Até quando é que têm de ser designados os trabalhadores adstritos à prestação dos serviços mínimos? Os representantes dos trabalhadores em greve devem designar os trabalhadores que ficam adstritos à prestação dos serviços mínimos e informar desse facto o empregador, até 24 horas antes do início do período de greve, e, se não o fizerem, deve o empregador proceder a essa designação.
A prestação dos serviços mínimos suspende o direito à retribuição? Não. Os trabalhadores afectos à prestação de serviços mínimos e de serviços necessários à segurança e manutenção do equipamento e instalações mantém-se, na estrita medida necessária a essa prestação, sob a autoridade e direcção do empregador, tendo direito, nomeadamente, à retribuição.
E se os trabalhadores designados não cumprirem com a prestação dos serviços mínimos? No caso de não cumprimento de prestação dos serviços mínimos, sem prejuízo dos efeitos gerais, o Governo pode determinar a requisição ou mobilização.
Como se põe termo à greve? A greve termina por acordo entre as partes, por deliberação da entidades que a tenha declarado ou no final do período para o qual foi declarada, cessando imediatamente os efeitos que dela decorriam.
Pode o trabalhador ser alvo de discriminação pelo facto de ter aderido a uma greve? É nulo e de nenhum efeito todo o acto que implique coacção, prejuízo ou discriminação sobre qualquer trabalhador por motivo de adesão ou não à greve.
Quais as consequências de uma greve ilegal?
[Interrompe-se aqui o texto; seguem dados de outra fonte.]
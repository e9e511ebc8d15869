//! Audit trail service: chained appends and operator-facing verification.

use std::sync::Arc;

use chrono::{DateTime, Utc};
use serde::{Deserialize, Serialize};

use tally_audit::{AuditRecord, NewAuditRecord, verify_chain};
use tally_core::{LedgerResult, OrgId};
use tally_store::{LedgerStore, LedgerTx};

use crate::context::ActorContext;

/// Result of a chain verification pass.
#[derive(Debug, Clone, PartialEq, Eq, Serialize, Deserialize)]
pub struct ChainStatus {
    pub ok: bool,
    /// `entity_id` of the first record that fails verification.
    pub break_point: Option<String>,
}

impl ChainStatus {
    fn intact() -> Self {
        Self {
            ok: true,
            break_point: None,
        }
    }
}

/// Append a record to the organization's chain inside an open transaction.
///
/// The tail is read and advanced under the transaction's exclusive org view,
/// so two concurrent appends can never compute against the same `prev_hash`.
pub(crate) fn append_in_tx(
    tx: &mut dyn LedgerTx,
    org_id: OrgId,
    content: NewAuditRecord,
    now: DateTime<Utc>,
) -> LedgerResult<AuditRecord> {
    let record = AuditRecord::chained(org_id, tx.audit_tail(), content, now);
    tx.append_audit(record.clone())?;
    Ok(record)
}

/// Tamper-evident audit log over the store.
pub struct AuditTrail<S> {
    store: Arc<S>,
}

impl<S: LedgerStore> AuditTrail<S> {
    pub fn new(store: Arc<S>) -> Self {
        Self { store }
    }

    /// Append one record on behalf of a collaborator module.
    pub fn append(
        &self,
        org_id: OrgId,
        actor: &ActorContext,
        content: NewAuditRecord,
    ) -> LedgerResult<AuditRecord> {
        actor.require_authorized()?;
        self.store
            .with_org(org_id, |tx| append_in_tx(tx, org_id, content, Utc::now()))
    }

    /// Recompute the whole chain and report the first break, if any.
    ///
    /// A broken chain is a fatal, operator-facing condition; it is reported
    /// and logged, never repaired. Each failed pass also bumps the org's
    /// persistent chain-break counter.
    pub fn verify(&self, org_id: OrgId) -> LedgerResult<ChainStatus> {
        self.store.with_org(org_id, |tx| {
            let outcome = {
                let records = tx.audit_records();
                match verify_chain(records) {
                    Ok(()) => None,
                    Err(e) => {
                        let break_point = records
                            .iter()
                            .find(|r| r.seq == e.seq())
                            .map(|r| r.entity_id.clone());
                        Some((e, break_point))
                    }
                }
            };
            match outcome {
                None => Ok(ChainStatus::intact()),
                Some((e, break_point)) => {
                    tracing::error!(org = %org_id, error = %e, "audit chain verification failed");
                    tx.record_chain_break();
                    Ok(ChainStatus {
                        ok: false,
                        break_point,
                    })
                }
            }
        })
    }
}
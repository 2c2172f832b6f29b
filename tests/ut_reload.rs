//! Persistence: unmount followed by remount is the identity on the
//! observable namespace.

mod common;

use common::{cred, randbuf, FsEnv, BK, MEGA};

#[test]
fn data_survives_reload() {
    let mut env = FsEnv::new();
    let root = env.root();
    let (ino, fh) = env.create(root, "keep");
    let buf = randbuf(10 * MEGA as usize, 42);
    let n = env.fs().write_op(ino, 0, &buf).unwrap();
    assert_eq!(n, buf.len());
    env.fs().sync_now(None).unwrap();
    env.release(fh);

    env.reload();
    let root = env.root();
    let ino2 = env.lookup(root, "keep").unwrap().ino;
    assert_eq!(ino2, ino);
    let back = env.fs().read_op(ino2, 0, buf.len()).unwrap();
    assert_eq!(back, buf, "bit-for-bit identity after remount");
}

#[test]
fn namespace_survives_reload() {
    let mut env = FsEnv::new();
    let root = env.root();
    let d1 = env.mkdir(root, "d1");
    let d2 = env.mkdir(d1, "d2");
    let (f, fh) = env.create(d2, "f");
    env.write_read(f, b"payload", 0);
    env.release(fh);
    let _ = env.fs().symlink_op(d1, b"lnk", b"d2/f", cred()).unwrap();
    env.fs()
        .setxattr_op(f, b"user.mark", b"kept", volufs::fs::xattr::XattrSet::Any)
        .unwrap();

    env.reload();
    let root = env.root();
    let d1b = env.lookup(root, "d1").unwrap().ino;
    assert_eq!(d1b, d1);
    let d2b = env.lookup(d1b, "d2").unwrap().ino;
    assert_eq!(d2b, d2);
    let fb = env.lookup(d2b, "f").unwrap();
    assert_eq!(fb.ino, f);
    assert_eq!(fb.size, 7);
    let back = env.fs().read_op(f, 0, 7).unwrap();
    assert_eq!(back, b"payload");
    let target = env.fs().readlink_op(env.lookup(d1b, "lnk").unwrap().ino).unwrap();
    assert_eq!(target, b"d2/f");
    let mark = env.fs().getxattr_op(f, b"user.mark").unwrap();
    assert_eq!(mark, b"kept");
}

#[test]
fn sparse_layout_survives_reload() {
    let mut env = FsEnv::new();
    let root = env.root();
    let (ino, fh) = env.create(root, "sparse");
    let buf = randbuf(BK as usize, 3);
    env.write_read(ino, &buf, 100 * BK);
    env.release(fh);

    env.reload();
    let attr = env.lookup(env.root(), "sparse").unwrap();
    assert_eq!(attr.size, 101 * BK);
    assert_eq!(env.lseek_data(ino, 0), 100 * BK);
    env.read_zeros(ino, 0, BK as usize);
    let back = env.fs().read_op(ino, 100 * BK, BK as usize).unwrap();
    assert_eq!(back, buf);
}

#[test]
fn counters_survive_reload() {
    let mut env = FsEnv::new();
    let root = env.root();
    let (_, fh) = env.create(root, "c");
    env.release(fh);
    let before = env.statfs();
    env.reload();
    let after = env.statfs();
    assert_eq!(after.nbk_total, before.nbk_total);
    assert_eq!(after.nbk_free, before.nbk_free);
    assert_eq!(after.nfiles_free, before.nfiles_free);
}

#[test]
fn reloaded_volume_checks_clean() {
    let mut env = FsEnv::new();
    let root = env.root();
    let d = env.mkdir(root, "dir");
    let (f, fh) = env.create(d, "file");
    env.write_read(f, &randbuf(3 * BK as usize, 7), BK);
    env.release(fh);
    let path = env.path.clone();
    // Unmount cleanly, then verify offline.
    let fsys = env.fsys.take().unwrap();
    fsys.unmount().unwrap();
    drop(fsys);
    let report =
        volufs::check::check_volume(&path, Box::new(volufs::codec::PlainCodec)).unwrap();
    assert!(report.is_clean(), "{:?}", report.errors);
    assert_eq!(report.inodes, 3);
}
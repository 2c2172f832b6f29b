//! Symlinks: inline and spilled targets.

mod common;

use common::{cred, FsEnv};
use volufs::param::{SYMLNK_INLINE_MAX, SYMLNK_MAX};
use volufs::Error;

#[test]
fn short_target_roundtrip() {
    let env = FsEnv::new();
    let root = env.root();
    let attr = env
        .fs()
        .symlink_op(root, b"lnk", b"/some/where/else", cred())
        .unwrap();
    assert_eq!(attr.mode & libc::S_IFMT, libc::S_IFLNK);
    assert_eq!(attr.size, 16);
    let target = env.fs().readlink_op(attr.ino).unwrap();
    assert_eq!(target, b"/some/where/else");
}

#[test]
fn target_length_edges() {
    let env = FsEnv::new();
    let root = env.root();
    for (i, len) in [1, SYMLNK_INLINE_MAX - 1, SYMLNK_INLINE_MAX, SYMLNK_INLINE_MAX + 1, SYMLNK_MAX]
        .iter()
        .enumerate()
    {
        let name = format!("l{}", i);
        let target = vec![b't'; *len];
        let attr = env.fs().symlink_op(root, name.as_bytes(), &target, cred()).unwrap();
        let back = env.fs().readlink_op(attr.ino).unwrap();
        assert_eq!(back.len(), *len);
        assert_eq!(back, target);
    }
}

#[test]
fn oversized_target_rejected() {
    let env = FsEnv::new();
    let root = env.root();
    let target = vec![b't'; SYMLNK_MAX + 1];
    let err = env.fs().symlink_op(root, b"big", &target, cred()).unwrap_err();
    assert!(matches!(err, Error::NameTooLong));
    assert!(env.lookup(root, "big").is_none());
}

#[test]
fn readlink_of_regular_file_fails() {
    let env = FsEnv::new();
    let root = env.root();
    let (ino, fh) = env.create(root, "plain");
    env.release(fh);
    let err = env.fs().readlink_op(ino).unwrap_err();
    assert!(matches!(err, Error::Invalid));
}

#[test]
fn unlink_releases_spilled_target() {
    let env = FsEnv::new();
    let root = env.root();
    let free0 = env.statfs().nbk_free;
    let target = vec![b'p'; SYMLNK_MAX];
    let _ = env.fs().symlink_op(root, b"spilled", &target, cred()).unwrap();
    assert!(env.statfs().nbk_free < free0);
    env.unlink(root, "spilled");
    assert_eq!(env.statfs().nbk_free, free0);
}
A greve declarada ou executada de forma contrária à lei faz incorrer os trabalhadores grevistas no regime de faltas injustificadas, não prejudicando a aplicação dos princípios gerais em matéria de responsabilidade civil.
Pode a contratação colectiva estabelecer normas especiais relativas a procedimentos de resolução de conflitos susceptíveis de determinar o recurso à greve? Pode. Para além da definição de serviços mínimos, a contratação colectiva pode estabelecer normas especiais relativas a procedimentos de resolução dos conflitos susceptíveis de determinar o recurso a greve, assim como limitações, durante a vigência do instrumento de regulamentação colectiva de trabalho, à declaração de greve por parte dos sindicatos outorgantes com a finalidade de modificar o conteúdo da convenção.
O que se entende por Lock-out? Considera-se lock-out qualquer decisão unilateral do empregador que se traduza na paralisação total ou parcial da empresa ou na interdição do acesso aos locais de trabalho a alguns ou à totalidade dos trabalhadores e, ainda, na recusa em fornecer trabalho, condições e instrumentos de trabalho que determine ou possa determinar a paralisação de todos ou alguns sectores da empresa ou desde que, em qualquer caso, vise atingir finalidades alheias à normal actividade da empresa. O lock-out é proibido.